Task details =
Find the line containing "fn upload_item_json(item: &UploadItem)" in the entries below. Restate it and each line after it, word for word, up to and including the line containing "if code == CODE_NOT_FOUND".

(Stored data)
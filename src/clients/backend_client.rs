//! 题库后端 HTTP 客户端
//!
//! 所有接口都是 `POST` + JSON，响应统一包一层 `{code, message, data}`，
//! `code == 1` 表示成功。请求头带 `X-API-Key`。

use std::time::Duration;

use async_trait::async_trait;
use reqwest::{Client, StatusCode};
use serde::de::DeserializeOwned;
use serde::Deserialize;
use serde_json::{json, Value as JsonValue};
use tracing::{debug, warn};

use crate::clients::{AnswerBackend, AnswerGenerator};
use crate::config::BackendConfig;
use crate::error::{AppError, AppResult, BackendError};
use crate::models::{
    ExistenceStatus, GeneratedAnswer, GenerationRequest, QuestionRecord, SearchResult,
    UploadItem, UploadPayload, UploadReceipt,
};

const SEARCH_ENDPOINT: &str = "/api/search";
const AI_ANSWER_ENDPOINT: &str = "/api/ai/answer";
const CHECK_ENDPOINT: &str = "/api/questions/check";
const UPLOAD_ENDPOINT: &str = "/api/upload";

const CODE_OK: i64 = 1;
const CODE_NOT_FOUND: i64 = 0;

/// 响应里出现这些词视为配额/频率限制
const QUOTA_MARKERS: &[&str] = &[
    "quota",
    "rate limit",
    "too many requests",
    "配额",
    "额度",
    "次数已用完",
    "调用次数超出限制",
];

#[derive(Debug, Deserialize)]
struct Envelope {
    code: i64,
    #[serde(default)]
    message: Option<String>,
    #[serde(default)]
    data: Option<JsonValue>,
}

pub fn mentions_quota(message: &str) -> bool {
    let lower = message.to_lowercase();
    QUOTA_MARKERS.iter().any(|m| lower.contains(m))
}

/// 题库后端客户端
pub struct BackendClient {
    http: Client,
    base_url: String,
    api_key: String,
    platform: String,
    ai_model: String,
}

impl BackendClient {
    pub fn new(config: &BackendConfig) -> AppResult<Self> {
        let http = Client::builder()
            .timeout(Duration::from_secs(config.timeout_secs))
            .build()
            .map_err(|e| BackendError::RequestFailed {
                endpoint: String::new(),
                message: format!("无法创建 HTTP 客户端: {}", e),
            })?;

        Ok(Self {
            http,
            base_url: config.api_base_url.trim_end_matches('/').to_string(),
            api_key: config.api_key.clone(),
            platform: config.platform.clone(),
            ai_model: config.ai_model.clone(),
        })
    }

    /// 发送请求并拆开响应信封
    ///
    /// # 返回
    /// `(code, data)`；`code` 既不是成功也不是"未找到"时返回 `BadResponse`
    async fn post(&self, endpoint: &str, body: JsonValue) -> AppResult<(i64, Option<JsonValue>)> {
        let url = format!("{}{}", self.base_url, endpoint);
        debug!("POST {}", url);

        let response = self
            .http
            .post(&url)
            .header("X-API-Key", &self.api_key)
            .json(&body)
            .send()
            .await
            .map_err(|e| BackendError::RequestFailed {
                endpoint: endpoint.to_string(),
                message: e.to_string(),
            })?;

        let status = response.status();
        let text = response.text().await.map_err(|e| BackendError::RequestFailed {
            endpoint: endpoint.to_string(),
            message: e.to_string(),
        })?;

        check_status(endpoint, status, &text)?;

        let envelope: Envelope =
            serde_json::from_str(&text).map_err(|e| BackendError::BadResponse {
                endpoint: endpoint.to_string(),
                code: None,
                message: Some(format!("响应不是合法 JSON: {}", e)),
            })?;

        if envelope.code == CODE_OK || envelope.code == CODE_NOT_FOUND {
            return Ok((envelope.code, envelope.data));
        }

        let message = envelope.message.unwrap_or_default();
        if mentions_quota(&message) {
            warn!("⚠️ 后端配额已用尽: {}", message);
            return Err(BackendError::QuotaExceeded {
                endpoint: endpoint.to_string(),
                message,
            }
            .into());
        }
        Err(BackendError::BadResponse {
            endpoint: endpoint.to_string(),
            code: Some(envelope.code),
            message: Some(message),
        }
        .into())
    }

    async fn post_data<T: DeserializeOwned>(&self, endpoint: &str, body: JsonValue) -> AppResult<T> {
        let (code, data) = self.post(endpoint, body).await?;
        let data = match (code, data) {
            (CODE_OK, Some(data)) => data,
            (code, _) => {
                return Err(BackendError::BadResponse {
                    endpoint: endpoint.to_string(),
                    code: Some(code),
                    message: Some("响应缺少 data".to_string()),
                }
                .into())
            }
        };
        serde_json::from_value(data).map_err(|e| {
            AppError::from(BackendError::BadResponse {
                endpoint: endpoint.to_string(),
                code: Some(code),
                message: Some(e.to_string()),
            })
        })
    }
}

/// HTTP 状态码映射
///
/// - 429 或 403 且提示配额 → `QuotaExceeded`
/// - 5xx → `ServerError`（可重试）
/// - 其他 4xx → `BadResponse`
fn check_status(endpoint: &str, status: StatusCode, body: &str) -> AppResult<()> {
    if status.is_success() {
        return Ok(());
    }
    let endpoint = endpoint.to_string();
    let err = if status == StatusCode::TOO_MANY_REQUESTS
        || (status == StatusCode::FORBIDDEN && mentions_quota(body))
    {
        BackendError::QuotaExceeded {
            endpoint,
            message: body.to_string(),
        }
    } else if status.is_server_error() {
        BackendError::ServerError {
            endpoint,
            status: status.as_u16(),
        }
    } else {
        BackendError::BadResponse {
            endpoint,
            code: Some(status.as_u16() as i64),
            message: Some(body.to_string()),
        }
    };
    Err(err.into())
}

fn upload_item_json(item: &UploadItem) -> JsonValue {
    let mut value = json!({
        "questionId": item.question_id,
        "type": item.question_type.code(),
        "questionContent": item.question_content,
        "options": item.options,
        "correctness": item.correctness,
        "reason": item.reason,
    });
    if let Some(answer) = &item.answer {
        value["answer"] = json!(answer);
    }
    value
}

#[async_trait]
impl AnswerBackend for BackendClient {
    async fn search(&self, question: &QuestionRecord) -> AppResult<SearchResult> {
        let body = json!({
            "questionId": question.id,
            "questionContent": question.content,
            "type": question.question_type.code(),
            "options": question.options,
            "platform": self.platform,
        });
        let (code, data) = self.post(SEARCH_ENDPOINT, body).await?;
        if code == CODE_NOT_FOUND {
            return Ok(SearchResult::default());
        }
        let mut result: SearchResult = data
            .map(serde_json::from_value)
            .transpose()
            .map_err(|e| BackendError::BadResponse {
                endpoint: SEARCH_ENDPOINT.to_string(),
                code: Some(code),
                message: Some(e.to_string()),
            })?
            .unwrap_or_default();
        // 有答案才算找到
        result.found = result.found && result.answer.as_deref().is_some_and(|a| !a.trim().is_empty());
        Ok(result)
    }

    async fn batch_existence_check(
        &self,
        questions: &[QuestionRecord],
    ) -> AppResult<Vec<ExistenceStatus>> {
        if questions.is_empty() {
            return Ok(Vec::new());
        }
        let items: Vec<JsonValue> = questions
            .iter()
            .map(|q| {
                json!({
                    "questionId": q.id,
                    "type": q.question_type.code(),
                    "questionContent": q.content,
                })
            })
            .collect();
        let body = json!({ "platform": self.platform, "questions": items });
        self.post_data(CHECK_ENDPOINT, body).await
    }

    async fn upload(&self, payload: &UploadPayload) -> AppResult<UploadReceipt> {
        let items: Vec<JsonValue> = payload.items.iter().map(upload_item_json).collect();
        let body = json!({
            "assignmentId": payload.assignment_id,
            "platform": payload.platform,
            "source": payload.source,
            "items": items,
        });
        self.post_data(UPLOAD_ENDPOINT, body).await
    }
}

#[async_trait]
impl AnswerGenerator for BackendClient {
    async fn generate(&self, request: &GenerationRequest) -> AppResult<GeneratedAnswer> {
        let body = json!({
            "questionContent": request.question_content,
            "type": request.question_type.code(),
            "options": request.options,
            "platform": self.platform,
            "model": self.ai_model,
            "excludedAnswers": request.attempted_answers,
        });
        let generated: GeneratedAnswer = self.post_data(AI_ANSWER_ENDPOINT, body).await?;
        if generated.answer.trim().is_empty() {
            return Err(BackendError::BadResponse {
                endpoint: AI_ANSWER_ENDPOINT.to_string(),
                code: Some(CODE_OK),
                message: Some("AI 返回空答案".to_string()),
            }
            .into());
        }
        Ok(generated)
    }
}

#[cfg(test)]
mod tests {
    use super::*;
    use crate::models::{Correctness, QuestionType, UploadReason};

    #[test]
    fn test_status_mapping() {
        let quota = check_status("/api/search", StatusCode::TOO_MANY_REQUESTS, "").unwrap_err();
        assert!(quota.is_quota_exceeded());

        let forbidden_quota =
            check_status("/api/search", StatusCode::FORBIDDEN, "daily quota reached").unwrap_err();
        assert!(forbidden_quota.is_quota_exceeded());

        let forbidden = check_status("/api/search", StatusCode::FORBIDDEN, "API Key未激活").unwrap_err();
        assert!(!forbidden.is_quota_exceeded());
        assert!(!forbidden.is_transient());

        let server = check_status("/api/upload", StatusCode::BAD_GATEWAY, "").unwrap_err();
        assert!(server.is_transient());

        assert!(check_status("/api/upload", StatusCode::OK, "").is_ok());
    }

    #[test]
    fn test_mentions_quota() {
        assert!(mentions_quota("Rate LIMIT exceeded"));
        assert!(mentions_quota("今日查询次数已用完"));
        assert!(!mentions_quota("未找到匹配的答案"));
        assert!(!mentions_quota("content length limit exceeded"));
        assert!(!mentions_quota("题目内容超出长度限制"));
    }

    #[test]
    fn test_upload_item_uses_type_code() {
        let record = QuestionRecord::new(
            "q1",
            QuestionType::Multi,
            "以下哪些是 Rust 的特性",
            vec!["所有权".into(), "GC".into()],
            Correctness::Correct,
        )
        .with_submitted("A");
        let value = upload_item_json(&UploadItem::from_record(&record, UploadReason::New));
        assert_eq!(value["type"], "1");
        assert_eq!(value["answer"], "A");
        assert_eq!(value["reason"], "new");
        assert_eq!(value["correctness"], "CORRECT");
    }

    #[test]
    fn test_envelope_defaults() {
        let envelope: Envelope = serde_json::from_str(r#"{"code":0}"#).unwrap();
        assert_eq!(envelope.code, CODE_NOT_FOUND);
        assert!(envelope.data.is_none());
    }
}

Solution =
fn upload_item_json(item: &UploadItem) -> JsonValue {
    let mut value = json!({
        "questionId": item.question_id,
        "type": item.question_type.code(),
        "questionContent": item.question_content,
        "options": item.options,
        "correctness": item.correctness,
        "reason": item.reason,
    });
    if let Some(answer) = &item.answer {
        value["answer"] = json!(answer);
    }
    value
}

#[async_trait]
impl AnswerBackend for BackendClient {
    async fn search(&self, question: &QuestionRecord) -> AppResult<SearchResult> {
        let body = json!({
            "questionId": question.id,
            "questionContent": question.content,
            "type": question.question_type.code(),
            "options": question.options,
            "platform": self.platform,
        });
        let (code, data) = self.post(SEARCH_ENDPOINT, body).await?;
        if code == CODE_NOT_FOUND {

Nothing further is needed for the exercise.